WordPress internally calls its own URLs (like wp-cron.php or REST API endpoints) using HTTP requests. When your domain is protected by Cloudflare, those internal requests may get blocked with a 403 Forbidden response — even though everything works fine for real visitors.

This breaks important features like:

• Cron jobs (DISABLE_WP_CRON or background tasks)
• Plugin updates and checks
• Site Health REST API tests
• Some block editor functionality

What You See in Site Health

Under Tools > Site Health, you may encounter this warning:

The REST API encountered an unexpected result

The REST API is one way that WordPress and other applications communicate with the server. For example, the block editor screen relies on the REST API to display and save your posts and pages.

REST API Endpoint: https://your-site.com/wp-json/wp/v2/types/post?context=edit
REST API Response: (403) Forbidden

Action Scheduler may show this notice:

Action Scheduler: 31 past-due actions found; something may be wrong. Read documentation

You may also see that WP-Cron or plugin update checks silently fail, especially if you’re using Cloudflare Bot Fight Mode or JS Challenge settings.

The Solution: Bypass DNS and Use Direct IP with Host Header

To fix this, we can intercept all outgoing HTTP requests from WordPress that go to your-site.com and force them to use the direct IP address, while still sending the proper Host header (your-site.com).
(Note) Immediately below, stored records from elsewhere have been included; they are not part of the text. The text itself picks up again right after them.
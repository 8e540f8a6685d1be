/// ProgressReporter port for user feedback on stderr
///
/// Keeps loading indicators and action messages out of the rendered output so
/// stdout stays parseable.
pub trait ProgressReporter {
    /// Shows the loading placeholder while a fetch is in flight
    ///
    /// # Arguments
    /// * `what` - Short description of the view being loaded
    fn begin_loading(&self, what: &str);

    /// Removes the loading placeholder
    fn end_loading(&self);

    /// Reports a progress message
    fn report(&self, message: &str);

    /// Reports an error or warning message
    fn report_error(&self, message: &str);

    /// Reports completion of an action
    fn report_completion(&self, message: &str);
}
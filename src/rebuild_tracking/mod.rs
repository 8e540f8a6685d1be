/// Domain layer - entities and rules of the rebuild service as seen by the console
///
/// Nothing here performs I/O. Entities mirror backend payloads; policies and
/// services derive what the views display from them.
pub mod domain;
pub mod policies;
pub mod services;
use serde::Serialize;

use crate::rebuild_tracking::domain::{
    ArtifactListItem, Build, BuildAttempt, BuildListItem, DependencyCounts, IdentifiedDependency,
};
use crate::rebuild_tracking::policies::{TrustPolicy, TrustSource};

/// Colour family of a status label.
#[derive(Debug, Clone, Copy, PartialEq, Eq, Serialize)]
#[serde(rename_all = "lowercase")]
pub enum LabelColor {
    Green,
    Orange,
    Red,
    Blue,
}

/// A short coloured status badge.
#[derive(Debug, Clone, PartialEq, Eq, Serialize)]
pub struct StatusLabel {
    pub text: String,
    pub color: LabelColor,
}

impl StatusLabel {
    pub fn new(text: impl Into<String>, color: LabelColor) -> Self {
        Self {
            text: text.into(),
            color,
        }
    }
}

/// Maps entity state onto the labels shown next to it.
pub struct StatusLabels;

impl StatusLabels {
    pub const IN_BUILD_QUEUE: &'static str = "In Build Queue";

    /// Outcome label of a build. Contamination wins over success.
    pub fn build_outcome(succeeded: bool, contaminated: bool) -> StatusLabel {
        if contaminated {
            StatusLabel::new("Build Contaminated", LabelColor::Orange)
        } else if succeeded {
            StatusLabel::new("Build Successful", LabelColor::Green)
        } else {
            StatusLabel::new("Build Failed", LabelColor::Red)
        }
    }

    pub fn build_row(item: &BuildListItem) -> Vec<StatusLabel> {
        let mut labels = vec![Self::build_outcome(item.succeeded, item.contaminated)];
        if item.in_queue {
            labels.push(Self::in_queue());
        }
        labels
    }

    pub fn build(build: &Build) -> Vec<StatusLabel> {
        let mut labels = vec![Self::build_outcome(build.succeeded, build.contaminated)];
        if let Some(attempt) = &build.successful_build {
            if !attempt.passed_verification {
                labels.push(StatusLabel::new("Failed Verification", LabelColor::Orange));
            }
        }
        if build.in_queue {
            labels.push(Self::in_queue());
        }
        labels
    }

    pub fn attempt(attempt: &BuildAttempt) -> StatusLabel {
        if attempt.successful {
            StatusLabel::new("Build Successful", LabelColor::Green)
        } else {
            StatusLabel::new("Build Failed", LabelColor::Red)
        }
    }

    pub fn artifact_outcome(succeeded: bool, missing: bool) -> StatusLabel {
        if succeeded {
            StatusLabel::new("Artifact Successful", LabelColor::Green)
        } else if missing {
            StatusLabel::new("Artifact Missing", LabelColor::Orange)
        } else {
            StatusLabel::new("Artifact Failed", LabelColor::Red)
        }
    }

    pub fn artifact_row(item: &ArtifactListItem) -> StatusLabel {
        Self::artifact_outcome(item.succeeded, item.missing)
    }

    /// Labels of a dependency row in an image or dependency set.
    pub fn dependency(dep: &IdentifiedDependency) -> Vec<StatusLabel> {
        let mut labels = Vec::new();
        if dep.in_queue {
            labels.push(Self::in_queue());
        }
        if dep.build_attempt_id.is_some() {
            labels.push(StatusLabel::new("Rebuilt Artifact", LabelColor::Green));
        } else if dep.build_success {
            labels.push(StatusLabel::new(
                "Rebuilt Artifact Available, Image Rebuild Required",
                LabelColor::Orange,
            ));
        } else if dep.dependency_build_identifier.is_some() {
            labels.push(StatusLabel::new("Rebuild Failed", LabelColor::Red));
        } else {
            labels.push(StatusLabel::new("Unknown Source", LabelColor::Orange));
        }
        if let Some(target) = &dep.shaded_into {
            labels.push(StatusLabel::new(
                format!("Shaded into {}", target),
                LabelColor::Blue,
            ));
        }
        labels
    }

    /// Health labels of an image, GitHub build or dependency set.
    ///
    /// `empty_text` is shown when there are no Java dependencies at all.
    pub fn dependency_health(
        analysis_complete: bool,
        counts: &DependencyCounts,
        empty_text: &str,
    ) -> Vec<StatusLabel> {
        if !analysis_complete {
            return vec![StatusLabel::new(
                "Image Analysis in Progress",
                LabelColor::Blue,
            )];
        }
        if counts.total == 0 {
            return vec![StatusLabel::new(empty_text, LabelColor::Blue)];
        }
        let mut labels = Vec::new();
        if counts.untrusted > 0 {
            labels.push(StatusLabel::new(
                format!("{} Untrusted Dependencies", counts.untrusted),
                LabelColor::Red,
            ));
        }
        let trusted = counts.total - counts.untrusted;
        if trusted > 0 {
            labels.push(StatusLabel::new(
                format!("{} Rebuilt Dependencies", trusted),
                LabelColor::Green,
            ));
        }
        if counts.available_builds > 0 {
            labels.push(StatusLabel::new(
                format!("{} Available Rebuilt Dependencies", counts.available_builds),
                LabelColor::Orange,
            ));
        }
        labels
    }

    /// Source marker of a dependency row.
    pub fn trust_source(source: &str) -> StatusLabel {
        match TrustPolicy::classify(source) {
            TrustSource::Rebuilt => StatusLabel::new("Rebuilt", LabelColor::Green),
            TrustSource::RedHat => StatusLabel::new("Red Hat", LabelColor::Green),
            TrustSource::Unknown if source.is_empty() => {
                StatusLabel::new("Untrusted", LabelColor::Red)
            }
            TrustSource::Unknown => StatusLabel::new(source, LabelColor::Red),
        }
    }

    pub fn priority() -> StatusLabel {
        StatusLabel::new("Priority", LabelColor::Red)
    }

    fn in_queue() -> StatusLabel {
        StatusLabel::new(Self::IN_BUILD_QUEUE, LabelColor::Blue)
    }
}

#[cfg(test)]
mod tests {
    use super::*;

    fn texts(labels: &[StatusLabel]) -> Vec<&str> {
        labels.iter().map(|l| l.text.as_str()).collect()
    }

    #[test]
    fn test_contamination_wins_over_success() {
        let label = StatusLabels::build_outcome(true, true);
        assert_eq!(label.text, "Build Contaminated");
        assert_eq!(label.color, LabelColor::Orange);
    }

    #[test]
    fn test_build_row_in_queue() {
        let item = BuildListItem {
            succeeded: false,
            in_queue: true,
            ..BuildListItem::default()
        };
        assert_eq!(
            texts(&StatusLabels::build_row(&item)),
            vec!["Build Failed", "In Build Queue"]
        );
    }

    #[test]
    fn test_build_failed_verification() {
        let build = Build {
            succeeded: true,
            successful_build: Some(BuildAttempt {
                successful: true,
                passed_verification: false,
                ..BuildAttempt::default()
            }),
            ..Build::default()
        };
        assert_eq!(
            texts(&StatusLabels::build(&build)),
            vec!["Build Successful", "Failed Verification"]
        );
    }

    #[test]
    fn test_artifact_outcome() {
        assert_eq!(
            StatusLabels::artifact_outcome(true, true).text,
            "Artifact Successful"
        );
        assert_eq!(
            StatusLabels::artifact_outcome(false, true).text,
            "Artifact Missing"
        );
        assert_eq!(
            StatusLabels::artifact_outcome(false, false).text,
            "Artifact Failed"
        );
    }

    #[test]
    fn test_dependency_labels() {
        let mut dep = IdentifiedDependency {
            gav: "g:a:1".to_string(),
            source: "central".to_string(),
            ..IdentifiedDependency::default()
        };
        assert_eq!(texts(&StatusLabels::dependency(&dep)), vec!["Unknown Source"]);

        dep.dependency_build_identifier = Some("b1".to_string());
        assert_eq!(texts(&StatusLabels::dependency(&dep)), vec!["Rebuild Failed"]);

        dep.build_success = true;
        dep.in_queue = true;
        assert_eq!(
            texts(&StatusLabels::dependency(&dep)),
            vec![
                "In Build Queue",
                "Rebuilt Artifact Available, Image Rebuild Required"
            ]
        );

        dep.build_attempt_id = Some("7".to_string());
        dep.in_queue = false;
        dep.shaded_into = Some("g:fat:1".to_string());
        assert_eq!(
            texts(&StatusLabels::dependency(&dep)),
            vec!["Rebuilt Artifact", "Shaded into g:fat:1"]
        );
    }

    #[test]
    fn test_dependency_health() {
        let counts = DependencyCounts {
            total: 10,
            trusted: 7,
            untrusted: 3,
            available_builds: 2,
        };
        assert_eq!(
            texts(&StatusLabels::dependency_health(true, &counts, "No Java")),
            vec![
                "3 Untrusted Dependencies",
                "7 Rebuilt Dependencies",
                "2 Available Rebuilt Dependencies"
            ]
        );
        assert_eq!(
            texts(&StatusLabels::dependency_health(
                true,
                &DependencyCounts::default(),
                "No Java"
            )),
            vec!["No Java"]
        );
        assert_eq!(
            texts(&StatusLabels::dependency_health(false, &counts, "No Java")),
            vec!["Image Analysis in Progress"]
        );
    }
}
🛠 Add This Code to Your functions.php

add_action( 'http_api_curl', function( $handle, $r, $url ) {
    if ( strpos( $url, 'your-site.com' ) !== false ) {
        // Host header
        curl_setopt( $handle, CURLOPT_HTTPHEADER, array(
            'Host: your-site.com'
        ) );

        // Override URL to use direct IP
        $ip = '167.253.159.232';
        $new_url = str_replace( 'your-site.com', $ip, $url );
        curl_setopt( $handle, CURLOPT_URL, $new_url );

        // Optional: skip SSL verification if HTTPS
        curl_setopt( $handle, CURLOPT_SSL_VERIFYHOST, false );
        curl_setopt( $handle, CURLOPT_SSL_VERIFYPEER, false );
    }
}, 10, 3 );

🧠 Why It Works

• WordPress core uses wp_remote_get() and similar functions to communicate with itself.
• Normally, those requests resolve the domain via DNS — which goes through Cloudflare.
• With this hook, we force the request to use the real server IP, bypassing Cloudflare.
• The Host header ensures that WordPress still treats the request as coming to your-site.com.

Summary

If you’re getting 403 Forbidden errors when WordPress tries to call itself (for cron jobs, REST API, or updates), and your site is behind Cloudflare, this trick forces internal requests to talk directly to the origin server.

No more Cloudflare blockages. Just clean internal communication, like it should be.